[What the task asks]: Go line by line through the listing below and copy those that hold "VertexId".

Start of Block

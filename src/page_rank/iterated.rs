use super::*;
use crate::{
    common::renormalize,
    error::{self, check_damping, check_positive, Error},
    norm_inf, Importance, LinkGraph,
};
use algograph::graph::{QueryableGraph, VertexId};
use std::{
    collections::{BTreeMap, HashMap},
    time::{Duration, Instant},
};
use tracing::{debug, info, trace, warn};

/// Power iteration over the rank recurrence
/// `rank(p) = (1 - damping) / N + damping * sum(rank(k) / outdeg(k))`
/// where `k` ranges over pages linking to `p`.
///
/// Dangling pages are treated as linking to every page. That fix-up lives in
/// a private copy; the borrowed graph is never modified.
pub struct IteratedPageRank<'a> {
    graph: &'a LinkGraph,
    damping: f64,
    tolerance: f64,
    max_iterations: usize,
    time_budget: Option<Duration>,
    transitions: BTreeMap<(VertexId, VertexId), f64>,
}

#[derive(Debug, Clone)]
pub struct Config {
    pub damping: f64,
    pub tolerance: f64,
    pub max_iterations: usize,
    pub time_budget: Option<Duration>,
}

impl Default for Config {
    fn default() -> Self {
        Self {
            damping: 0.85,
            tolerance: 0.001,
            max_iterations: 10_000,
            time_budget: None,
        }
    }
}

#[derive(Debug, Clone)]
pub struct Result {
    pub importance: Importance,
    pub delta: Importance,
    pub iterations: usize,
}

type Ranks = HashMap<VertexId, f64, ahash::RandomState>;

impl<'a> IteratedPageRank<'a> {
    pub fn new(g: &'a LinkGraph, config: &Config) -> error::Result<Self> {
        let damping = config.damping;
        check_damping(damping)?;
        let tolerance = config.tolerance;
        check_positive("tolerance", tolerance)?;
        if config.max_iterations == 0 {
            return Err(Error::InvalidParameter {
                name: "max_iterations",
                value: 0.0,
            });
        }
        if g.is_empty() {
            return Err(Error::EmptyGraph);
        }

        let transitions = {
            let working = g.with_dangling_links();
            let mut transitions = BTreeMap::new();
            for u in working.iter_vertices() {
                let n = working.out_edges(&u).count();
                let unit = 1.0 / (n as f64);
                for v in working.out_edges(&u).map(|e| e.sink) {
                    *transitions.entry((u, v)).or_insert(0.0) += unit;
                }
            }
            transitions
        };
        debug!(
            pages = g.page_size(),
            transitions = transitions.len(),
            damping,
            tolerance,
            "solver ready"
        );
        Ok(Self {
            graph: g,
            damping,
            tolerance,
            max_iterations: config.max_iterations,
            time_budget: config.time_budget,
            transitions,
        })
    }

    /// Iterates from `start` instead of the uniform distribution.
    ///
    /// Pages missing from `start` begin at zero. The values must sum to 1.
    pub fn calc_from(&self, start: &Importance) -> error::Result<self::Result> {
        if let Some(page) = start.keys().find(|page| !self.graph.contains_page(page)) {
            return Err(Error::UnknownPage(page.clone()));
        }
        let p: Ranks = self
            .graph
            .graph()
            .iter_vertices()
            .map(|v| {
                let w = start.get(self.graph.page(v)).copied().unwrap_or(0.0);
                (v, w)
            })
            .collect();
        let p_sum: f64 = p.values().sum();
        let valid = p.values().all(|w| w.is_finite() && *w >= 0.0);
        if !valid || (p_sum - 1.0).abs() > 1e-7 {
            return Err(Error::InvalidParameter {
                name: "start",
                value: p_sum,
            });
        }
        self.run(p)
    }

    fn run(&self, mut p: Ranks) -> error::Result<self::Result> {
        let started = Instant::now();
        let mut iterations = 0;
        loop {
            let mut r = self.sweep(&p);
            iterations += 1;

            let delta: Ranks = r.iter().map(|(v, b)| (*v, b - p[v])).collect();
            let max_delta = norm_inf(&delta);
            trace!(iterations, max_delta, "sweep");

            if max_delta <= self.tolerance {
                renormalize(&mut r);
                info!(iterations, max_delta, "iteration converged");
                return Ok(self::Result {
                    importance: self.by_page(r),
                    delta: self.by_page(delta),
                    iterations,
                });
            }

            let out_of_time = self
                .time_budget
                .is_some_and(|budget| started.elapsed() >= budget);
            if iterations >= self.max_iterations || out_of_time {
                warn!(iterations, max_delta, out_of_time, "iteration did not converge");
                return Err(Error::DidNotConverge {
                    iterations,
                    delta: max_delta,
                });
            }
            p = r;
        }
    }

    fn sweep(&self, p: &Ranks) -> Ranks {
        let n = p.len() as f64;
        let teleport = (1.0 - self.damping) / n;
        let mut r: Ranks = p.keys().map(|v| (*v, teleport)).collect();
        for ((u, v), w) in self.transitions.iter() {
            let from = p[u];
            if let Some(to) = r.get_mut(v) {
                *to += self.damping * from * w;
            }
        }
        r
    }

    fn by_page(&self, xs: Ranks) -> Importance {
        xs.into_iter()
            .map(|(v, x)| (self.graph.page(v).to_string(), x))
            .collect()
    }
}

impl PageRank for IteratedPageRank<'_> {
    type Result = self::Result;

    fn calc(&mut self) -> error::Result<Self::Result> {
        let n = self.graph.page_size() as f64;
        let start: Ranks = self
            .graph
            .graph()
            .iter_vertices()
            .map(|v| (v, 1.0 / n))
            .collect();
        self.run(start)
    }
}

/// Importance of every page by iterating the rank recurrence until no page
/// changes by more than `tolerance`.
pub fn iterate(graph: &LinkGraph, damping: f64, tolerance: f64) -> error::Result<Importance> {
    let config = Config {
        damping,
        tolerance,
        ..Config::default()
    };
    let mut pr = IteratedPageRank::new(graph, &config)?;
    Ok(pr.calc()?.importance)
}

impl PageRankResult for self::Result {
    fn importance(&self) -> &Importance {
        &self.importance
    }

    fn debug(&self) -> impl std::fmt::Debug + '_ {
        ResultDebug { result: self }
    }
}

pub struct ResultDebug<'a> {
    result: &'a self::Result,
}

impl std::fmt::Debug for ResultDebug<'_> {
    fn fmt(&self, f: &mut std::fmt::Formatter<'_>) -> std::fmt::Result {
        let mut pages: Vec<_> = self.result.importance.keys().collect();
        pages.sort();
        for page in pages {
            let p = self.result.importance[page];
            let d = self.result.delta.get(page).copied().unwrap_or(0.0);
            writeln!(f, "{page}: {p:.4}, {d:?}")?;
        }
        Ok(())
    }
}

End of Block

[Task output]:
use algograph::graph::{QueryableGraph, VertexId};
    transitions: BTreeMap<(VertexId, VertexId), f64>,
type Ranks = HashMap<VertexId, f64, ahash::RandomState>;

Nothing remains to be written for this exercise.